Antibiotic-induced microbial imbalance, or dysbiosis, has systemic and long-lasting effects on the host and response to cancer therapies. However, the effects on tumor endothelial cells are largely unknown. Therefore, the goal of the current study was to generate matched B16-F10 melanoma associated endothelial cell lines isolated from mice with and without antibiotic-induced dysbiosis. After validating endothelial cell markers on a genomic and proteomic level, functional angiogenesis assays (i.e., migration and tube formation) also confirmed their vasculature origin. Subsequently, we found that tumor endothelial cells derived from dysbiotic mice (TEC-Dys) were more sensitive to ionizing radiotherapy in the range of clinically-relevant hypofractionated doses, as compared to tumor endothelial cells derived from orthobiotic mice (TEC-Ortho). In order to identify tumor vasculature-associated drug targets during dysbiosis, we used tandem mass tag mass spectroscopy and focused on the statistically significant cellular membrane proteins overexpressed in TEC-Dys. By these criteria c-Met was the most differentially expressed protein, which was validated histologically by comparing tumors with or without dysbiosis. Moreover, in vitro, c-Met inhibitors Foretinib, Crizotinib and Cabozantinib were significantly more effective against TEC-Dys than TEC-Ortho. In vivo, Foretinib inhibited tumor growth to a greater extent during dysbiosis as compared to orthobiotic conditions. Thus, we surmise that tumor response in dysbiotic patients may be greatly improved by targeting dysbiosis-induced pathways, such as c-Met, distinct from the many targets suppressed due to dysbiosis.

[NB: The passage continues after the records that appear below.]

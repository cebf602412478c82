pub mod constants;
pub mod organ;
pub mod params;
pub mod temp_utils;
pub mod nitrogen;
pub mod photosynthesis;
pub mod energy_balance;
pub mod solver;
pub mod simulation;
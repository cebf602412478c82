// src/simulation.rs - Per-timestep front-end: runs the organ solver over a
// whole set of elements and collects the outputs by element identity.

use crate::nitrogen::{NitrogenPools, capacity_driver};
use crate::organ::{AxisId, ElementId, OrganType};
use crate::params::ModelConfig;
use crate::solver::{GasExchange, OrganState, SolveReport, Weather, solve_organ};
use colored::Colorize;
use rayon::prelude::*;
use serde::{Deserialize, Serialize};
use std::collections::HashMap;

/// Nitrogen input of one element: either the already-aggregated surfacic
/// content, the raw nutrient pools (aggregated per the configured model
/// version), or nothing at all (the default nitrogen applies).
#[derive(Debug, Clone, Copy, Serialize, Deserialize)]
pub enum NitrogenInput {
    Default,
    /// g N m-2
    Surfacic(f64),
    Pools(NitrogenPools),
}

/// Inputs of one element, as delivered by the architecture and
/// light-interception collaborators.
#[derive(Debug, Clone, Serialize, Deserialize)]
pub struct ElementInputs {
    pub organ: OrganType,
    /// Leaf width or organ diameter, m
    pub width_m: f64,
    /// Height from soil, m. `None` marks an element without resolved
    /// geometry (hidden, or too small): it bypasses the solver entirely.
    pub height_m: Option<f64>,
    /// Absorbed PAR, µmol m-2 s-1
    pub par_umol_m2_s: f64,
    pub nitrogen: NitrogenInput,
}

/// Per-axis inputs shared by the elements it carries.
#[derive(Debug, Clone, Copy, Serialize, Deserialize)]
pub struct AxisInputs {
    /// Apical meristem temperature, °C; inherited by elements that bypass
    /// the solver
    pub sam_temperature_c: f64,
    /// Canopy height, m
    pub canopy_height_m: f64,
}

/// Outputs of one element, with geometry passed through for downstream
/// consumers.
#[derive(Debug, Clone, Serialize, Deserialize)]
pub struct ElementOutputs {
    /// Gross assimilation, µmol m-2 s-1
    pub ag: f64,
    /// Net assimilation, µmol m-2 s-1
    pub an: f64,
    /// Respiration in light, µmol m-2 s-1
    pub rd: f64,
    /// Transpiration, mmol m-2 s-1
    pub tr: f64,
    /// Organ temperature, °C
    pub ts: f64,
    /// Stomatal conductance to water vapour, mol m-2 s-1
    pub gsw: f64,
    pub width_m: f64,
    pub height_m: Option<f64>,
}

impl ElementOutputs {
    fn bypass(sam_temperature_c: f64, inputs: &ElementInputs) -> Self {
        ElementOutputs {
            ag: 0.0,
            an: 0.0,
            rd: 0.0,
            tr: 0.0,
            ts: sam_temperature_c,
            gsw: 0.0,
            width_m: inputs.width_m,
            height_m: inputs.height_m,
        }
    }

    fn from_gas_exchange(gx: &GasExchange, inputs: &ElementInputs) -> Self {
        ElementOutputs {
            ag: gx.ag,
            an: gx.an,
            rd: gx.rd,
            tr: gx.tr,
            ts: gx.ts,
            gsw: gx.gsw,
            width_m: inputs.width_m,
            height_m: inputs.height_m,
        }
    }
}

/// Runs the gas-exchange solver over every element of a timestep.
///
/// Each element's solve is independent: solves run as a parallel map over
/// the element collection, with the configuration read-only for the whole
/// batch. Configuration updates happen only between batches, through
/// `update_parameters`.
pub struct Simulation {
    pub config: ModelConfig,
    pub elements: HashMap<ElementId, ElementInputs>,
    pub axes: HashMap<AxisId, AxisInputs>,
    pub outputs: HashMap<ElementId, ElementOutputs>,
    /// Print a per-batch summary in addition to the per-organ warnings
    pub verbose: bool,
}

impl Simulation {
    pub fn new(config: ModelConfig) -> Self {
        Simulation {
            config,
            elements: HashMap::new(),
            axes: HashMap::new(),
            outputs: HashMap::new(),
            verbose: false,
        }
    }

    /// Merge a partial JSON parameter override into the configuration.
    /// Must only be called between batches, never while `run` is active.
    pub fn update_parameters(&mut self, json_str: &str) -> Result<(), String> {
        self.config.update_from_json(json_str)
    }

    /// Replace the element and axis inputs for the coming timestep.
    pub fn initialize(
        &mut self,
        elements: HashMap<ElementId, ElementInputs>,
        axes: HashMap<AxisId, AxisInputs>,
    ) {
        self.elements = elements;
        self.axes = axes;
        self.outputs.clear();
    }

    /// Solve every element against the shared ambient drivers and collect
    /// the outputs. Non-convergence is reported per organ and never aborts
    /// the batch.
    pub fn run(&mut self, weather: &Weather) {
        let results: Vec<(ElementId, ElementOutputs, SolveReport)> = self
            .elements
            .par_iter()
            .filter_map(|(id, inputs)| self.solve_element(id, inputs, weather))
            .collect();

        let mut unconverged = 0usize;
        for (id, outputs, report) in results {
            if !report.converged() {
                unconverged += 1;
                for failure in &report.failures {
                    eprintln!(
                        "{}",
                        format!(
                            "{} {} cannot converge, previous = {:.6}, current = {:.6}",
                            id,
                            failure.quantity.as_str(),
                            failure.previous,
                            failure.current
                        )
                        .yellow()
                    );
                }
            }
            self.outputs.insert(id, outputs);
        }

        if self.verbose {
            println!(
                "gas exchange: {} elements solved, {} unconverged",
                self.outputs.len(),
                unconverged
            );
        }
    }

    fn solve_element(
        &self,
        id: &ElementId,
        inputs: &ElementInputs,
        weather: &Weather,
    ) -> Option<(ElementId, ElementOutputs, SolveReport)> {
        let axis_id = id.axis_id();
        // calculation only for the main stem
        if !axis_id.is_main_stem() {
            return None;
        }

        let Some(axis) = self.axes.get(&axis_id) else {
            eprintln!(
                "{}",
                format!("no axis inputs for {}: element skipped", id).yellow()
            );
            return None;
        };

        match inputs.height_m {
            // No resolved geometry: no gas exchange; the element tracks the
            // apical meristem temperature of its axis
            None => Some((
                id.clone(),
                ElementOutputs::bypass(axis.sam_temperature_c, inputs),
                SolveReport::default(),
            )),
            Some(height_m) => {
                let surfacic_nitrogen = match &inputs.nitrogen {
                    NitrogenInput::Default => None,
                    NitrogenInput::Surfacic(sln) => Some(*sln),
                    NitrogenInput::Pools(pools) => {
                        Some(capacity_driver(self.config.version, pools))
                    }
                };

                let state = OrganState {
                    organ: inputs.organ,
                    width_m: inputs.width_m,
                    height_m,
                    canopy_height_m: axis.canopy_height_m,
                    par_umol_m2_s: inputs.par_umol_m2_s,
                    surfacic_nitrogen_g_m2: surfacic_nitrogen,
                };

                let (gx, report) = solve_organ(&state, weather, &self.config);
                Some((
                    id.clone(),
                    ElementOutputs::from_gas_exchange(&gx, inputs),
                    report,
                ))
            }
        }
    }
}
impl AppointmentRepository {
    pub fn new(store: Arc<dyn DocumentStore>) -> Self {
        AppointmentRepository { store }
    }

    /// Books an appointment. The stored status is always `scheduled`.
    pub async fn add_appointment(&self, appointment: NewAppointment) -> HospitalResult<String> {
        let fields = appointment.into_fields(Utc::now());
        let id = self.store.add(Collection::Appointments, fields).await?;
        info!("Booked appointment {}", id);
        Ok(id)
    }

    /// Applies the fields present in `update`. A new time is stored in the
    /// same padded form bookings use.
    pub async fn update_appointment(&self, id: &str, update: &AppointmentUpdate) -> HospitalResult<()> {
        let mut patch = update.to_document();
        if let Some(time) = &update.time {
            let time = normalize_time_of_day(time)
                .ok_or_else(|| ValidationError::InvalidDateFormat(format!("unrecognized time '{}'", time)))?;
            patch.insert("time".into(), Value::String(time));
        }
        self.store.update(Collection::Appointments, id, patch).await
    }

    /// Any status may follow any other.
    pub async fn update_status(&self, id: &str, status: AppointmentStatus) -> HospitalResult<()> {
        let mut patch = Map::new();
        patch.insert("status".into(), Value::String(status.as_str().to_string()));
        self.store.update(Collection::Appointments, id, patch).await?;
        info!("Appointment {} is now {}", id, status);
        Ok(())
    }

    pub async fn delete_appointment(&self, id: &str) -> HospitalResult<()> {
        self.store.delete(Collection::Appointments, id).await
    }

    pub async fn get_appointment(&self, id: &str) -> HospitalResult<Option<Appointment>> {
        Ok(self
            .store
            .get(Collection::Appointments, id)
            .await?
            .map(|doc| Appointment::from_document(&doc)))
    }

    pub async fn require_appointment(&self, id: &str) -> HospitalResult<Appointment> {
        self.get_appointment(id)
            .await?
            .ok_or_else(|| HospitalError::not_found(Collection::Appointments.as_str(), id))
    }

    /// Appointments on `day`, optionally for one doctor, ordered by date then time.
    pub fn day_query(doctor_id: Option<&str>, day: NaiveDate) -> Query {
        let (start, end) = day_bounds(day);
        let mut query = Query::collection(Collection::Appointments);
        if let Some(doctor) = doctor_id {
            query = query.where_eq("doctorId", doctor);
        }
        query
            .where_gte("date", encode_timestamp(&start))
            .where_lte("date", encode_timestamp(&end))
            .order_by("date", Direction::Asc)
            .order_by("time", Direction::Asc)
    }

    /// Every appointment of one doctor, without ordering.
    pub fn doctor_query(doctor_id: &str) -> Query {
        Query::collection(Collection::Appointments).where_eq("doctorId", doctor_id)
    }

    pub async fn run(&self, query: &Query) -> HospitalResult<Vec<Appointment>> {
        Ok(decode_all(&self.store.query(query).await?))
    }

    pub async fn watch(&self, query: Query) -> HospitalResult<QueryWatch> {
        self.store.watch(query).await
    }

    /// Runs `query` and decodes the records `keep` accepts.
    async fn run_where<F>(&self, query: &Query, keep: F) -> HospitalResult<Vec<Appointment>>
    where
        F: Fn(&Document) -> bool,
    {
        let docs = self.store.query(query).await?;
        Ok(docs.iter().filter(|&d| keep(d)).map(Appointment::from_document).collect())
    }

    /// Runs `ordered`; if the store wants an index for it, runs `simple`
    /// instead and filters locally. Either way the result is sorted with
    /// `sort`, which orders times by the clock rather than as text.
    async fn with_fallback<F, S>(&self, ordered: Query, simple: Query, keep: F, sort: S) -> HospitalResult<Vec<Appointment>>
    where
        F: Fn(&Document) -> bool,
        S: FnMut(&Appointment, &Appointment) -> std::cmp::Ordering,
    {
        let mut list = match self.run(&ordered).await {
            Ok(list) => list,
            Err(e) if e.is_missing_index() => {
                warn!("{}; falling back to a simpler query with local filtering", e);
                self.run_where(&simple, keep).await?
            }
            Err(e) => return Err(e),
        };
        list.sort_by(sort);
        Ok(list)
    }

    /// A doctor's appointments on `day` from the equality-only query,
    /// filtered and sorted here instead of by the store.
    pub async fn doctor_day_unindexed(&self, doctor_id: &str, day: NaiveDate) -> HospitalResult<Vec<Appointment>> {
        let mut list = self.run_where(&Self::doctor_query(doctor_id), on_day(day)).await?;
        list.sort_by(Appointment::cmp_schedule);
        Ok(list)
    }

    pub async fn by_date(&self, day: NaiveDate) -> HospitalResult<Vec<Appointment>> {
        self.with_fallback(
            Self::day_query(None, day),
            Query::collection(Collection::Appointments),
            on_day(day),
            Appointment::cmp_schedule,
        )
        .await
    }

    pub async fn by_doctor(&self, doctor_id: &str, day: Option<NaiveDate>) -> HospitalResult<Vec<Appointment>> {
        match day {
            Some(day) => {
                self.with_fallback(
                    Self::day_query(Some(doctor_id), day),
                    Self::doctor_query(doctor_id),
                    on_day(day),
                    Appointment::cmp_schedule,
                )
                .await
            }
            None => {
                let ordered = Self::doctor_query(doctor_id)
                    .order_by("date", Direction::Asc)
                    .order_by("time", Direction::Asc);
                self.with_fallback(ordered, Self::doctor_query(doctor_id), |_| true, Appointment::cmp_schedule)
                    .await
            }
        }
    }

    /// Newest first; appointments on the same date keep clock order.
    pub async fn by_patient(&self, patient_id: &str) -> HospitalResult<Vec<Appointment>> {
        let simple = Query::collection(Collection::Appointments).where_eq("patientId", patient_id);
        let ordered = simple
            .clone()
            .order_by("date", Direction::Desc)
            .order_by("time", Direction::Asc);
        self.with_fallback(ordered, simple, |_| true, |a, b| {
            b.date.cmp(&a.date).then_with(|| a.cmp_schedule(b))
        })
        .await
    }

    pub async fn count_for_patient(&self, patient_id: &str) -> HospitalResult<usize> {
        let q = Query::collection(Collection::Appointments).where_eq("patientId", patient_id);
        Ok(self.store.query(&q).await?.len())
    }

    /// Every appointment, newest first.
    pub async fn all(&self) -> HospitalResult<Vec<Appointment>> {
        let mut list = self.run(&Query::collection(Collection::Appointments)).await?;
        list.sort_by(|a, b| b.cmp_schedule(a));
        Ok(list)
    }

    /// Zeros when the appointments cannot be read.
    pub async fn stats(&self) -> AppointmentStats {
        match self.all().await {
            Ok(list) => AppointmentStats::from_appointments(&list),
            Err(e) => {
                warn!("Could not compute appointment statistics: {}", e);
                AppointmentStats::default()
            }
        }
    }

    /// Times already taken on `day` by appointments that are not finished or cancelled.
    pub async fn booked_time_slots(&self, day: NaiveDate) -> HospitalResult<Vec<String>> {
        let (start, end) = day_bounds(day);
        let active: Vec<&str> = AppointmentStatus::ALL
            .iter()
            .filter(|s| s.is_active())
            .map(|s| s.as_str())
            .collect();
        let ordered = Query::collection(Collection::Appointments)
            .where_gte("date", encode_timestamp(&start))
            .where_lte("date", encode_timestamp(&end))
            .where_in("status", active);
        let list = self
            .with_fallback(
                ordered,
                Query::collection(Collection::Appointments),
                move |doc: &Document| is_active(doc) && on_day(day)(doc),
                Appointment::cmp_schedule,
            )
            .await?;
        Ok(list.into_iter().map(|a| a.time).collect())
    }
}
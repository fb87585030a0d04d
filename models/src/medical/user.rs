// models/src/medical/user.rs

use chrono::{DateTime, Utc};
use serde::{Deserialize, Serialize};
use serde_json::Value;

use crate::document::{encode_timestamp, put_opt, Document, Fields};
use crate::medical::Role;

/// The profile stored under `users/<uid>`. The role on this record decides
/// which dashboards the account may open.
#[derive(Debug, Clone, PartialEq, Serialize, Deserialize)]
#[serde(rename_all = "camelCase")]
pub struct UserProfile {
    pub uid: String,
    pub name: String,
    pub email: String,
    pub role: Role,
    /// Only present for accounts that use the built-in password login.
    #[serde(skip_serializing, default)]
    pub password_hash: Option<String>,
    pub created_at: DateTime<Utc>,
}

impl UserProfile {
    pub fn to_fields(&self) -> Fields {
        let mut fields = Fields::new();
        fields.insert("name".into(), Value::String(self.name.clone()));
        fields.insert("email".into(), Value::String(self.email.clone()));
        fields.insert("role".into(), Value::String(self.role.as_str().to_string()));
        put_opt(&mut fields, "passwordHash", self.password_hash.as_ref());
        fields.insert("createdAt".into(), encode_timestamp(&self.created_at));
        fields
    }

    /// Unlike other records, a profile without a recognizable role is not
    /// usable at all, so decoding it is fallible.
    pub fn try_from_document(doc: &Document) -> Option<Self> {
        let r = doc.reader();
        let role = r.opt_str("role")?.parse().ok()?;
        Some(UserProfile {
            uid: doc.id.clone(),
            name: r.str_or_default("name"),
            email: r.str_or_default("email"),
            role,
            password_hash: r.non_empty_str("passwordHash"),
            created_at: r.timestamp_or_now("createdAt"),
        })
    }
}
// lib/src/notice.rs

use serde::{Deserialize, Serialize};

/// A transient, user-facing message produced alongside a result.
#[derive(Debug, Clone, PartialEq, Eq, Serialize, Deserialize)]
#[serde(tag = "level", content = "message", rename_all = "lowercase")]
pub enum Notice {
    Info(String),
    Warning(String),
    Error(String),
}

impl Notice {
    pub fn warning(message: impl Into<String>) -> Self {
        Notice::Warning(message.into())
    }

    pub fn error(message: impl Into<String>) -> Self {
        Notice::Error(message.into())
    }

    pub fn message(&self) -> &str {
        match self {
            Notice::Info(m) | Notice::Warning(m) | Notice::Error(m) => m,
        }
    }
}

抗生素引起的微生物失衡或生态失调对宿主和对癌症治疗的反应具有系统性和持久的影响。然而，对肿瘤内皮细胞的影响在很大程度上是未知的。因此，当前研究的目标是生成匹配的 B16-F10 黑色素瘤相关内皮细胞系，这些内皮细胞系是从有和没有抗生素引起的生态失调的小鼠中分离出来的。在基因组和蛋白质组水平上验证内皮细胞标记后，功能性血管生成测定（即迁移和管形成）也证实了它们的脉管系统起源。随后，我们发现与来自正生小鼠的肿瘤内皮细胞 (TEC-Ortho) 相比，来自失调小鼠 (TEC-Dys) 的肿瘤内皮细胞对临床相关大分割剂量范围内的电离放射疗法更敏感。为了在生态失调期间识别肿瘤脉管系统相关的药物靶点，我们使用串联质量标签质谱法并专注于 TEC-Dys 中过表达的具有统计学意义的细胞膜蛋白。根据这些标准，c-Met 是表达差异最大的蛋白质，通过比较有或没有生态失调的肿瘤在组织学上得到验证。此外，在体外，c-Met 抑制剂 Foretinib、Crizotinib 和 Cabozantinib 对 TEC-Dys 的疗效显着高于 TEC-Ortho。在体内，与正生条件相比，Foretinib 在生态失调期间更大程度地抑制肿瘤生长。因此，我们推测，通过靶向菌群失调诱导的通路（例如 c-Met）可能会大大改善菌群失调患者的肿瘤反应，这与许多因菌群失调而被抑制的靶点不同。